## What the exercise asks
Each line below that contains the word "grow" must be copied.

--------------------------------------------------

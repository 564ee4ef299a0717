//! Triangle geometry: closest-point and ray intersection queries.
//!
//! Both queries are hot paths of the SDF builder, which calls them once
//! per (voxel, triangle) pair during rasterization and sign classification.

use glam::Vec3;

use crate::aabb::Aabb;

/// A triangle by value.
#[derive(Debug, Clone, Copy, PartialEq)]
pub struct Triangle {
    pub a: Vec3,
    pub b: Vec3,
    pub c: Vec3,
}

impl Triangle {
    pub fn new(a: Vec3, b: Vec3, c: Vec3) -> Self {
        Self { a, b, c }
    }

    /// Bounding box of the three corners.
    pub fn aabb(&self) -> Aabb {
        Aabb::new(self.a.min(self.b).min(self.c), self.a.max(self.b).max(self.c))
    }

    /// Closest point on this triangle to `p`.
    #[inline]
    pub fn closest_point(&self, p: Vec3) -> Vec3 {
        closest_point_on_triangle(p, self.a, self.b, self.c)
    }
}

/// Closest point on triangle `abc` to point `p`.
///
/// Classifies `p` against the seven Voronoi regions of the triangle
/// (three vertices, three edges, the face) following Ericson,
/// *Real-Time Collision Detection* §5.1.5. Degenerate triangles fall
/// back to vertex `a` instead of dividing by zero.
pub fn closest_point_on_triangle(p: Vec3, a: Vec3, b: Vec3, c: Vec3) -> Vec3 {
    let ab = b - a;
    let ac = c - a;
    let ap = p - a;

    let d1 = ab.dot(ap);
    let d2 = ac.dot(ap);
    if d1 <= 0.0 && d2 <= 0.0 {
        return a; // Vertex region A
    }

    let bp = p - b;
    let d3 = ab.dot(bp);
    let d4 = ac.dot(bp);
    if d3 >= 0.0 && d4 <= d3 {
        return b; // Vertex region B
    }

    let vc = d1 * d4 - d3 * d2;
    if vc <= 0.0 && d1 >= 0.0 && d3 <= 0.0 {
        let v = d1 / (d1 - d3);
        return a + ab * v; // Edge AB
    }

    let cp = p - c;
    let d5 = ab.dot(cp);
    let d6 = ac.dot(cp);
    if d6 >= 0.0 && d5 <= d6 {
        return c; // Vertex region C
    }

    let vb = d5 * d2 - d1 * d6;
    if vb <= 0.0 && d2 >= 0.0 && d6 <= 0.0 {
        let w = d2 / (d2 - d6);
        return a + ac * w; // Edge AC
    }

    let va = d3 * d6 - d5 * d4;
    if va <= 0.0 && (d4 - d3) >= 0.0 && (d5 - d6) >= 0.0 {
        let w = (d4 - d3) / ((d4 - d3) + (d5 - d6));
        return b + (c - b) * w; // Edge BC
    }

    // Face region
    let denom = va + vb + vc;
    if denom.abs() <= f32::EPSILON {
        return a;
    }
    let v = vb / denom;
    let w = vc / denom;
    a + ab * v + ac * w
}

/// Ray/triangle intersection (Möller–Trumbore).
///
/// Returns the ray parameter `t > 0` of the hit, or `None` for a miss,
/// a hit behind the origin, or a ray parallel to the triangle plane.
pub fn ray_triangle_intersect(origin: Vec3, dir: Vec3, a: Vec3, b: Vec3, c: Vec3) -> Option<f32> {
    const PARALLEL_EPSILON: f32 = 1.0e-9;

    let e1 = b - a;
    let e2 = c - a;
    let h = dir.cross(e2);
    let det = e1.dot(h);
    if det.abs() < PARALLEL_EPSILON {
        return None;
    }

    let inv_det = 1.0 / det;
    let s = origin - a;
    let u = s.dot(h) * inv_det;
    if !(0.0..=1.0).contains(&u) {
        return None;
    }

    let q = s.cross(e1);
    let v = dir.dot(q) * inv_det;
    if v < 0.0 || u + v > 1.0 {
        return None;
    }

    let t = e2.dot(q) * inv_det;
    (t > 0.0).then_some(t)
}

--------------------------------------------------

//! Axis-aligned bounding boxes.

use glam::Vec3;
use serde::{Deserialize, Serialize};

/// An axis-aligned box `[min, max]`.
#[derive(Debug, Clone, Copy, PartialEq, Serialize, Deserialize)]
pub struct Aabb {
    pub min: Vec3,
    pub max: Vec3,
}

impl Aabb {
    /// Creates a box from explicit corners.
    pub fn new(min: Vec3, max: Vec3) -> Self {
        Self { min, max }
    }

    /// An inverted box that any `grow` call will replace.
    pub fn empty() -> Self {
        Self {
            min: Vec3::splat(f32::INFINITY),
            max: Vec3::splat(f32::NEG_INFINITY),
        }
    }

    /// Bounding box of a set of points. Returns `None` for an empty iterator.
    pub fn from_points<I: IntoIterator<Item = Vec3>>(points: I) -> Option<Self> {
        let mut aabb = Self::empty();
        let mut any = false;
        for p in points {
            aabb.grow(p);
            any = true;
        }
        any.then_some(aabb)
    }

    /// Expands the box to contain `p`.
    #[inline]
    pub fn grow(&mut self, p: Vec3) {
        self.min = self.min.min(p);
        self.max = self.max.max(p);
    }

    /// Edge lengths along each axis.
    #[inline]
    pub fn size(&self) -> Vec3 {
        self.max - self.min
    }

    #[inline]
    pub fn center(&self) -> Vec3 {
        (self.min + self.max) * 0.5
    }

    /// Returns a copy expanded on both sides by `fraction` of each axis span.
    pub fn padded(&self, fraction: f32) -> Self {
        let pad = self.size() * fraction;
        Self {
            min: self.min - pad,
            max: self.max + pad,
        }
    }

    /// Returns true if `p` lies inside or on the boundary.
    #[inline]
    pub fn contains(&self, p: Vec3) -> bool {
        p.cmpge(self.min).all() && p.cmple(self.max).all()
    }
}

--------------------------------------------------

## Response to the exercise
    /// An inverted box that any `grow` call will replace.
            aabb.grow(p);
    pub fn grow(&mut self, p: Vec3) {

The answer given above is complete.